Telecom cannot deliver its promised wholesale service on time.
Telecom has been working with internet providers on its "unbundled bitstream service" (UBS) for four months and was to have introduced its service towards the end of this month.
But technical problems mean it won't be able to offer the full service by then and won't have a solution for five weeks or longer, says its manager of strategy and planning for wholesale, Martin Butler.
"It's at least five weeks and possibly up to three months. With Christmas in the middle, we could run into difficulty if we haven't got it fixed before the holiday period."
Butler said Telecom would offer an interim solution to providers, but it would not have the full functionality of the planned wholesale service.
"UBS is switched at layer two of the network stack," he said.

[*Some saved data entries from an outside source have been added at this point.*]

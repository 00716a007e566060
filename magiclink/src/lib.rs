pub mod config;
pub mod domain;
pub mod error;
pub mod infra;
pub mod tracing;
pub mod usecase;
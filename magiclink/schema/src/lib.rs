pub mod magic_links;
pub mod outbox_events;
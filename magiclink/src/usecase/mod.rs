pub mod lifecycle;
pub mod maintenance;
pub mod redeem_link;
pub mod request_link;
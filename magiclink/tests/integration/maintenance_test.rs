use magiclink::domain::types::TokenStats;
use magiclink::usecase::maintenance::{CleanupExpiredUseCase, TokenStatsUseCase};

use crate::helpers::{MockTokenStore, expired_link, used_link, valid_link};

#[tokio::test]
async fn stats_report_total_and_expired_counts() {
    let store = MockTokenStore::with_links(vec![
        valid_link("alice@example.com", "a"),
        expired_link("alice@example.com", "b"),
        expired_link("bob@example.com", "c"),
        used_link("bob@example.com", "d"),
    ]);

    let stats = TokenStatsUseCase { store }.execute().await.unwrap();
    assert_eq!(
        stats,
        TokenStats {
            total: 4,
            expired: 2
        }
    );
}

#[tokio::test]
async fn cleanup_deletes_expired_and_reports_count() {
    let store = MockTokenStore::with_links(vec![
        valid_link("alice@example.com", "a"),
        expired_link("alice@example.com", "b"),
        expired_link("bob@example.com", "c"),
    ]);
    let cleanup = CleanupExpiredUseCase {
        store: store.clone(),
    };

    assert_eq!(cleanup.execute().await.unwrap(), 2);
    assert_eq!(cleanup.execute().await.unwrap(), 0, "second sweep is a no-op");

    let stats = TokenStatsUseCase { store }.execute().await.unwrap();
    assert_eq!(
        stats,
        TokenStats {
            total: 1,
            expired: 0
        }
    );
}

#[tokio::test]
async fn empty_store_reports_zeroes() {
    let store = MockTokenStore::new();
    let stats = TokenStatsUseCase {
        store: store.clone(),
    }
    .execute()
    .await
    .unwrap();
    assert_eq!(
        stats,
        TokenStats {
            total: 0,
            expired: 0
        }
    );
    assert_eq!(CleanupExpiredUseCase { store }.execute().await.unwrap(), 0);
}
//! Spatial partitioning of rigid bodies
//!
//! Provides the broad phase for world queries and path finding: given a
//! query box, which bodies may touch it.

mod partition;
mod partition_none;
mod octree;

pub use partition::{create_partition, Partition};
pub use partition_none::PartitionNone;
pub use octree::{CellKey, PartitionOctTree, PartitionTreeNode, OVERSIZED_LEAF_COUNT};
//! Narrow-phase collision geometry
//!
//! # Module Organization
//!
//! - [`primitives`] - Segment, box and triangle tests shared by everything else
//! - [`bounding_volume`] - Closed set of convex shapes attached to rigid bodies
//!
//! All tests are pure functions on world-space data. Degenerate input
//! (zero length segments, zero area triangles) reports "no hit" instead of
//! failing.

pub mod primitives;
pub mod bounding_volume;

// Re-export commonly used types
pub use primitives::{
    closest_point_on_segment, closest_points_on_segments, segment_intersects_box,
    segment_intersects_oriented_box, segment_intersects_sphere, segment_intersects_triangle,
    segments_intersect, Triangle,
};
pub use bounding_volume::{Aabb, BoundingVolume, Capsule, OrientedBoundingBox, Sphere};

"The interim service will be a layer three service."
A layer two service would give internet providers total control over the service offered.
Layer three means Telecom retains control of the quality of service and authentication and means the internet providers won't be able to build their own functionality on top of the basic Telecom offer.
"They won't be able to offer services like throttle on cap, for example."
Throttle on cap is an industry term which means users who reach their traffic limit for the month have their connection speed limited instead of being cut off or charged more.
Auckland internet provider Ihug has already announced its planned offerings under the UBS banner and was proposing a throttled service.
Ihug's two home plans have traffic limits of 2GB (gigabytes) and 20GB a month.
Users who exceed their limits would be throttled back from 256 kbps (kilobits per second) to 64 kbps.
But Telecom's interim solution won't allow that to happen.
Ihug general manager Guy Nelson wasn't willing to comment until he had spoken to Telecom and his technical staff.